South of Hooper Street late twentieth-century redevelopment was delayed long after the National Westminster Bank had built to the north in the 1970s, probably in part at least because of the costs and technical challenges of removing an extensive array of railway vaults. Tower Hamlets Council had permitted NatWest’s Management Services Centre on the basis that sixty per cent of the larger site would be made available for housing, which imposed a presumed use for the land south of Hooper Street. The Greater London Council was considering its suitability for low-rise housing in 1977 when NatWest appears to have disposed of the property. Development plans did not surface until 1986 when the site’s owners were Countryside Properties Ltd, an Essex- based developer, working here in association with Abbey Housing, part of the Abbey National Building Society.

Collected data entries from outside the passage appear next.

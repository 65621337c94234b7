// Copyright 2025 Johann Kempter
//
// Licensed under the Apache License, Version 2.0 (the "License");
// you may not use this file except in compliance with the License.
// You may obtain a copy of the License at
//
//     http://www.apache.org/licenses/LICENSE-2.0
//
// Unless required by applicable law or agreed to in writing, software
// distributed under the License is distributed on an "AS IS" BASIS,
// WITHOUT WARRANTIES OR CONDITIONS OF ANY KIND, either express or implied.
// See the License for the specific language governing permissions and
// limitations under the License.
//
// SPDX-License-Identifier: Apache-2.0

#![doc(html_no_source)]
#![deny(missing_docs)]
// - 'file.rs' uses mmap to map policy documents into memory

//! # dottrim
//!
//! Policy-driven trimming of .NET assembly metadata. Given an externally produced policy
//! document that decides, symbol by symbol, what survives, `dottrim` walks an in-memory
//! metadata graph, drops everything the policy does not keep, and repairs the cross-references
//! between the nodes that remain: implemented interfaces, explicit method implementations, type
//! forwarders, visibility, and security annotations.
//!
//! Reading and writing PE files is not done here. Binaries enter and leave through the
//! [`metadata::MetadataHost`] trait, which a PE reader/writer implements. The crate ships a
//! [`metadata::MemoryHost`] that keeps assemblies in memory, which is what the tests use.
//!
//! ## Features
//!
//! - **Policy model** - Per assembly, type, member and type forwarder decisions, keyed by stable
//!   names that are derived the same way when reading the policy and when walking the graph
//! - **Policy document reader** - Streaming XML reader with status inheritance and build filters
//!   (`Platform`, `Architecture`, `Flavor`, `Condition`)
//! - **Trim engine** - Depth-first rewriter with interface, method-impl and forwarder repair
//! - **Mutation policies** - Visibility demotion with explicit interface implementation
//!   synthesis, security transparency reconciliation, friend-access annotation, legacy security
//!   and serializability stripping, default constructor synthesis, resource stripping
//!
//! ## Quick Start
//!
//! ```rust
//! use dottrim::prelude::*;
//!
//! let policy = PolicyModel::from_xml(
//!     r#"<ThinModel>
//!          <Assembly Name="Contoso" Status="ApiRoot">
//!            <Type Name="Contoso.Widget">
//!              <Member MemberType="Method" Name="Spin" Status="ApiRoot"/>
//!            </Type>
//!          </Assembly>
//!        </ThinModel>"#,
//! )?;
//!
//! let mut assembly = Assembly::new(AssemblyIdentity::new("Contoso", AssemblyVersion::new(1, 0, 0, 0)));
//! assembly.module.types.push(
//!     TypeDefBuilder::new("Widget")
//!         .namespace("Contoso")
//!         .public()
//!         .method(MethodDefBuilder::new("Spin").public().build())
//!         .method(MethodDefBuilder::new("Wobble").public().build())
//!         .build(),
//! );
//!
//! let host = MemoryHost::new();
//! let trimmer = Trimmer::new(&policy, TrimOptions::default());
//! trimmer.rewrite_assembly(&host, &mut assembly)?;
//!
//! let widget = &assembly.module.types[0];
//! assert_eq!(widget.methods.len(), 1);
//! assert_eq!(widget.methods[0].name, "Spin");
//! # Ok::<(), dottrim::Error>(())
//! ```
//!
//! ## Architecture
//!
//! - [`metadata`] - The mutable metadata graph the engine operates on, and the host seam
//! - [`policy`] - The policy model, its key derivation, the document reader and build filters
//! - [`trim`] - The trim engine and its options
//! - [`Error`] and [`Result`] - Error handling
//!
//! ## Logging
//!
//! The crate logs through the [`log`](https://docs.rs/log) facade and never installs a logger
//! itself. Loading and writing each assembly is reported at `info`, pruning decisions at `debug`.

#[macro_use]
pub(crate) mod error;
pub(crate) mod file;

/// Shared functionality which is used in unit- and integration-tests
#[cfg(test)]
pub(crate) mod test;

/// Convenient re-exports of the most commonly used types and traits.
///
/// # Example
///
/// ```rust
/// use dottrim::prelude::*;
///
/// let options = TrimOptions::default().ensure_constructors_present(true);
/// assert!(options.change_visibility);
/// ```
pub mod prelude;

/// The in-memory metadata graph and the host seam used to load and write binaries.
///
/// # Key Components
///
/// - [`metadata::Assembly`] / [`metadata::Module`] - Root of a loaded binary
/// - [`metadata::TypeDef`] and its members ([`metadata::MethodDef`], [`metadata::FieldDef`],
///   [`metadata::PropertyDef`], [`metadata::EventDef`], [`metadata::MethodImpl`])
/// - [`metadata::TypeSignature`] / [`metadata::TypeRef`] - Type references across assemblies
/// - [`metadata::MetadataHost`] / [`metadata::MemoryHost`] - Loading, writing and resolving
pub mod metadata;

/// The policy model: keep/drop, visibility and security decisions addressed by derived keys.
///
/// # Key Components
///
/// - [`policy::PolicyModel`] - The read-only decision tree consulted while trimming
/// - [`policy::ModelDocument`] - Generic parsed form of a policy document
/// - [`policy::ModelReader`] - Streaming reader feeding any [`policy::ModelBuilder`]
/// - [`policy::BuildFilter`] - Platform, architecture, flavor and condition filtering
pub mod policy;

/// The trim engine.
///
/// See [`trim::Trimmer`] for the batch driver and [`trim::TrimOptions`] for the mutation
/// policy switches.
pub mod trim;

/// `dottrim` Result type
///
/// A type alias for [`std::result::Result<T, Error>`] where the error type is always [`Error`].
pub type Result<T> = std::result::Result<T, Error>;

/// `dottrim` Error type
///
/// The main error type for all operations in this crate.
///
/// # Examples
///
/// ```rust
/// use dottrim::{Error, policy::PolicyModel};
///
/// match PolicyModel::from_xml("<ThinModel><Assembly/></ThinModel>") {
///     Ok(_) => println!("parsed"),
///     Err(Error::PolicyParse(message)) => println!("Malformed policy: {}", message),
///     Err(e) => println!("Error: {}", e),
/// }
/// ```
pub use error::Error;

At the end of 1987 permission was given for the erection of a development of 129 flats and maisonettes, studios to three- bedroomed, in blocks of four to six storeys, most arranged in a square around an acre of landscaped communal garden, flanked west by Bowman Mews (named after the sugar refiners on the site) and south by Conant Mews (after the nineteenth-century landowners). The vaults were cleared in 1988 and the estate had been built by 1990.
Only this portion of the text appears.